Like many, I started writing without having the
slightest clue, simply penning from the heart because the gift is inherent.
But, as I soon found out, that was incredibly naïve; much more than just that
required.
An otter, quirky,
unorthodox, my passion intrinsic, but what did I know of the mountain at all,
the intimacy of its spiritual essence, its magnitude of pride & honour
commanding to be scaled?
I unapologetically broke every rule that I didn’t know
existed. Never knowing when to stop writing, until 600,000 words later. And
with zero editing, I proudly printed off my amazing book and hired a forklift
truck to take it up the post office to send it off to a publisher without even
having queried them first. Ye-s, not long before I’d become the next J K
Rowling. Ha!
A raven, highly
enthusiastic, perched atop lofty peaks, my name whistling between. Ye-s, I’d
soar that mountainous terrain.
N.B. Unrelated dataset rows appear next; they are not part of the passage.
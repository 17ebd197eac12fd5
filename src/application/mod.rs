//! Application layer
//!
//! This module contains the services orchestrating the payment session
//! lifecycle.

pub mod services;
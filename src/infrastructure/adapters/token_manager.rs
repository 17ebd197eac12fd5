//! OAuth2 token manager for the payment provider
//!
//! This adapter acquires client-credential bearer tokens from the provider's
//! token endpoint and caches them in an explicit slot. It is the single
//! source of truth for a valid token; the raw token string never leaves the
//! token manager / provider client boundary.

use async_trait::async_trait;
use chrono::{DateTime, Duration, Utc};
use serde::{Deserialize, Serialize};
use std::sync::Arc;
use tokio::sync::Mutex;
use tracing::{debug, info};

use crate::config::AppConfig;
use crate::shared::error::{AppError, AppResult};

/// Provider token endpoint response
#[derive(Debug, Clone, Deserialize)]
pub struct TokenResponse {
    pub access_token: String,
    pub token_type: String,
    pub expires_in: u64,
}

/// Cached bearer credential
#[derive(Debug, Clone)]
struct CachedToken {
    access_token: String,
    expires_at: DateTime<Utc>,
}

/// Diagnostic view of the cache; exposes expiry but never the token itself
#[derive(Debug, Clone, Serialize)]
pub struct TokenInfo {
    pub has_token: bool,
    pub expires_at: Option<DateTime<Utc>>,
}

/// Abstraction over the provider's token endpoint
#[async_trait]
pub trait TokenEndpoint: Send + Sync {
    async fn request_token(&self) -> AppResult<TokenResponse>;
}

/// Production token endpoint performing the OAuth2 client-credentials
/// exchange against the configured provider
pub struct PaxosOAuthEndpoint {
    config: Arc<AppConfig>,
    client: reqwest::Client,
}

impl PaxosOAuthEndpoint {
    pub fn new(config: Arc<AppConfig>) -> AppResult<Self> {
        let client = reqwest::Client::builder()
            .timeout(std::time::Duration::from_secs(config.provider.timeout_seconds))
            .build()
            .map_err(|e| AppError::Config(format!("Failed to create HTTP client: {}", e)))?;

        Ok(Self { config, client })
    }
}

#[async_trait]
impl TokenEndpoint for PaxosOAuthEndpoint {
    async fn request_token(&self) -> AppResult<TokenResponse> {
        let provider = &self.config.provider;

        if !self.config.has_provider_credentials() {
            return Err(AppError::Config(
                "Provider credentials are not configured: client id and client secret are required"
                    .to_string(),
            ));
        }
        let client_id = provider.client_id.as_deref().unwrap_or_default();
        let client_secret = provider.client_secret.as_deref().unwrap_or_default();

        let params = [
            ("grant_type", "client_credentials"),
            ("client_id", client_id),
            ("client_secret", client_secret),
        ];

        let response = self
            .client
            .post(&provider.oauth_url)
            .form(&params)
            .send()
            .await
            .map_err(|e| AppError::provider_transport(format!("token endpoint unreachable: {}", e)))?;

        let status = response.status();
        if !status.is_success() {
            let body = response.text().await.unwrap_or_default();
            return Err(AppError::ProviderAuth {
                status: status.as_u16(),
                body,
            });
        }

        response
            .json::<TokenResponse>()
            .await
            .map_err(|e| AppError::Json(format!("invalid token endpoint response: {}", e)))
    }
}

/// Token manager with an injected endpoint and an explicit cache slot
pub struct TokenManager {
    endpoint: Arc<dyn TokenEndpoint>,
    safety_margin: Duration,
    cache: Mutex<Option<CachedToken>>,
}

impl TokenManager {
    pub fn new(endpoint: Arc<dyn TokenEndpoint>, safety_margin_seconds: u64) -> Self {
        Self {
            endpoint,
            safety_margin: Duration::seconds(safety_margin_seconds as i64),
            cache: Mutex::new(None),
        }
    }

    /// Return a valid bearer token, reusing the cached one while it is
    /// inside its validity window. The cache lock is held across the
    /// refresh, so concurrent callers hitting an expired slot produce a
    /// single token request.
    pub async fn get_token(&self) -> AppResult<String> {
        let mut slot = self.cache.lock().await;

        if let Some(cached) = slot.as_ref() {
            if cached.expires_at > Utc::now() {
                debug!("Reusing cached provider token");
                return Ok(cached.access_token.clone());
            }
        }

        let response = self.endpoint.request_token().await?;
        // The margin is applied at store time, so the reuse check above is a
        // plain expiry comparison.
        let expires_at =
            Utc::now() + Duration::seconds(response.expires_in as i64) - self.safety_margin;

        info!(expires_at = %expires_at, "Acquired new provider token");

        *slot = Some(CachedToken {
            access_token: response.access_token.clone(),
            expires_at,
        });

        Ok(response.access_token)
    }

    /// Discard any cached token, forcing the next `get_token` to
    /// re-authenticate
    pub async fn clear_cache(&self) {
        *self.cache.lock().await = None;
    }

    /// Cache state for diagnostics
    pub async fn token_info(&self) -> TokenInfo {
        match self.cache.lock().await.as_ref() {
            Some(cached) => TokenInfo {
                has_token: true,
                expires_at: Some(cached.expires_at),
            },
            None => TokenInfo {
                has_token: false,
                expires_at: None,
            },
        }
    }
}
But I plummet instead, spiralling and
splattering.
And then I discovered an amateur writing site, where
immediately I felt intimidated; people’s ability putting my efforts to shame;
using words like ‘exposition’ and ‘verisimilitude’ that I didn’t even
understand, let alone have a clue as to how to apply them to my work.
A lame goose now,
limping treacherous, infinite lands where I encounter many an obstacle; scaling
icy plateaus that slip me down deceptive paths into mouths of predators.
Obviously I’d a great deal to learn, and so I dove
right in, surprisingly being quite well received for a novice. ‘Encouraging.”
And I soaked up reviews on not only my, but everyone else’s work, embraced
constructive criticism while seeing others becoming highly defensive, not
willing to learn (and who still can be; the same folks not moved on any; their
writing unchanged, still amateur after all these years).
And now I swim a
mountain torrent; a salmon, electric, focused, intuitive and wholly creative.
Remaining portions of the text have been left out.